Update: this story has been modified to include details about Manzama’s association with a Patton Boggs officer.

Six months ago, a group of finance attorneys at Patton Boggs heard that a leading investment bank was looking to buy out smaller competitors — and they immediately alerted their client, a mid-size investment bank, about the potential to be acquired.

The smaller bank didn’t end up being bought, but the lawyers impressed their client by knowing the latest developments in the market, said Patton Boggs’ business development officer Hans Haglund, who declined to identify the client by name.

The attorneys got a heads up about the potential acquisitions through an alert from Manzama, an outside firm that tracks developments, new laws and regulations, litigation and social media chatter for a law firm’s clients.

Haglund serves on Manzama’s advisory board and owns shares of the company. He is listed as an executive officer and director in the company’s latest SEC filings.

Patton Boggs is one of several major law firms in the Washington area that are paying between $28,000 and $90,000 a year to Manzama to track a wide range of issues that affect its clients. They include anything from a new lawsuit filed against one of their client’s competitors, to what consumers are saying about a company’s products on Twitter. Patton Boggs began working with Manzama nine months ago, and uses its services to monitor issues for more than 50 clients, mostly large and mid-size businesses.

Manzama calls itself a “listening platform,” but in layman’s terms, its service is not unlike a sophisticated version of Google Alerts for businesses. Manzama mines news sites, industry blogs, social media platforms — in total, it pulls from more than 25,000 sources — then analyzes the information and spits it out in charts and graphs that illustrate industry trends and highlight issues to keep an eye on in the future.

Manzama, for instance, mines about 265 blogs written by plaintiffs and defense firms that specialize in labor and employment law. A plaintiffs lawyer’s blog post about a workplace claim filed against a local Wal-Mart store would be an important nugget of information for a law firm that represents Wal-Mart.

“That would probably not be in the news yet, and wouldn’t show up high on a Google search,” said Peter Ozolin, Manzama’s co-founder, chairman and chief executive. “So they can get ahead of the issue. We let the lead partner or counsel know there’s something developing.”

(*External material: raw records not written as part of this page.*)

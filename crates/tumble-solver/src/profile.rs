//! Named physics tuning profiles.
//!
//! Profiles differ in a handful of discrete behaviours rather than in
//! numbers. Each profile resolves to a [`ProfileTuning`] so the integrator
//! branches on explicit flags instead of on profile names.

use std::fmt;
use std::str::FromStr;

use serde::{Deserialize, Serialize};
use tumble_types::{constants, TumbleError};

/// A named tuning profile.
#[derive(Debug, Clone, Copy, PartialEq, Eq, Hash, Default, Serialize, Deserialize)]
#[serde(rename_all = "snake_case")]
pub enum PhysicsProfile {
    #[default]
    Mbu,
    Mbg,
    Xna,
    MbuSlopes,
    MbgSlopes,
}

/// How the sub-step loop of a tick ends.
#[derive(Debug, Clone, Copy, PartialEq, Eq, Serialize, Deserialize)]
pub enum Termination {
    /// Loop until the tick's time is used up.
    TimeExhausted,
    /// Also stop after this many sub-steps, even with time left.
    IterationCap(u32),
}

/// Behaviour flags a profile resolves to.
#[derive(Debug, Clone, Copy, PartialEq, Eq, Serialize, Deserialize)]
pub struct ProfileTuning {
    pub termination: Termination,
    /// Axis-restricted mode keeps the vertical velocity component.
    pub restrict_keeps_vertical: bool,
    /// Scale the move vector so diagonals reach full speed, then clamp to 1.
    pub diagonal_boost: bool,
    /// Add the supporting normal force of every resting contact.
    pub surface_support: bool,
    /// Surface slide only applies on moving surfaces (otherwise only on still ones).
    pub slide_requires_moving_surface: bool,
    /// Nearest-point clipping snaps without feeding the snapped point into
    /// later edge tests.
    pub clip_independent: bool,
}

impl PhysicsProfile {
    /// All profiles, in declaration order.
    pub const ALL: [PhysicsProfile; 5] = [
        PhysicsProfile::Mbu,
        PhysicsProfile::Mbg,
        PhysicsProfile::Xna,
        PhysicsProfile::MbuSlopes,
        PhysicsProfile::MbgSlopes,
    ];

    pub fn name(self) -> &'static str {
        match self {
            PhysicsProfile::Mbu => "mbu",
            PhysicsProfile::Mbg => "mbg",
            PhysicsProfile::Xna => "xna",
            PhysicsProfile::MbuSlopes => "mbu_slopes",
            PhysicsProfile::MbgSlopes => "mbg_slopes",
        }
    }

    fn is_mbg_family(self) -> bool {
        matches!(self, PhysicsProfile::Mbg | PhysicsProfile::MbgSlopes)
    }

    /// Resolves the profile into explicit behaviour flags.
    pub fn tuning(self) -> ProfileTuning {
        let mbg = self.is_mbg_family();
        ProfileTuning {
            termination: if mbg {
                Termination::TimeExhausted
            } else {
                Termination::IterationCap(constants::PROFILE_ITERATION_CAP)
            },
            restrict_keeps_vertical: mbg,
            diagonal_boost: !mbg,
            surface_support: !matches!(self, PhysicsProfile::MbuSlopes | PhysicsProfile::MbgSlopes),
            slide_requires_moving_surface: self == PhysicsProfile::Xna,
            clip_independent: mbg,
        }
    }
}

impl fmt::Display for PhysicsProfile {
    fn fmt(&self, f: &mut fmt::Formatter<'_>) -> fmt::Result {
        f.write_str(self.name())
    }
}

impl FromStr for PhysicsProfile {
    type Err = TumbleError;

    /// Case-insensitive; `-` and `_` are interchangeable.
    fn from_str(s: &str) -> Result<Self, Self::Err> {
        let key = s.trim().to_ascii_lowercase().replace('-', "_");
        PhysicsProfile::ALL
            .into_iter()
            .find(|p| p.name() == key)
            .ok_or_else(|| TumbleError::UnknownProfile(s.to_string()))
    }
}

Since starting in 2010, Manzama has signed about 50 of the 200 biggest law firms in the United States — doubling the 25 firms it started with at the beginning of 2012, said Ozolin, a lawyer who for years was chief technology officer at Paul Hastings.

In the mid-1990s, Ozolin ran Legal Anywhere, a start-up that built Web sites for law firms before being acquired by Niku, which was later bought by Computer Associates. The Bend, Ore.-headquartered Manzama has 14 employees, and works solely with law firms, but Ozolin said it may expand to include health care clients that want to track information about drugs and disorders.

Several major firms with notable Washington offices work with Manzama, including SNR Denton, Perkins Coie, Holland & Knight and Buckley Sandler.

In a way, contracting with Manzama means outsourcing duties that attorneys are already supposed to do: keeping abreast of changes in a client’s industry. But Haglund, of Patton Boggs, said Manzama “takes it to the next level.”

Before, partners and practice groups used news aggregation tools and RSS feeds on an ad-hoc basis to track news and chatter that could impact their clients, “but it really wasn’t consolidated into one platform like it is now,” Haglund said.

“The value proposition for us is staying ahead of any issues our clients may be facing and provide a higher level of services for them,” he said.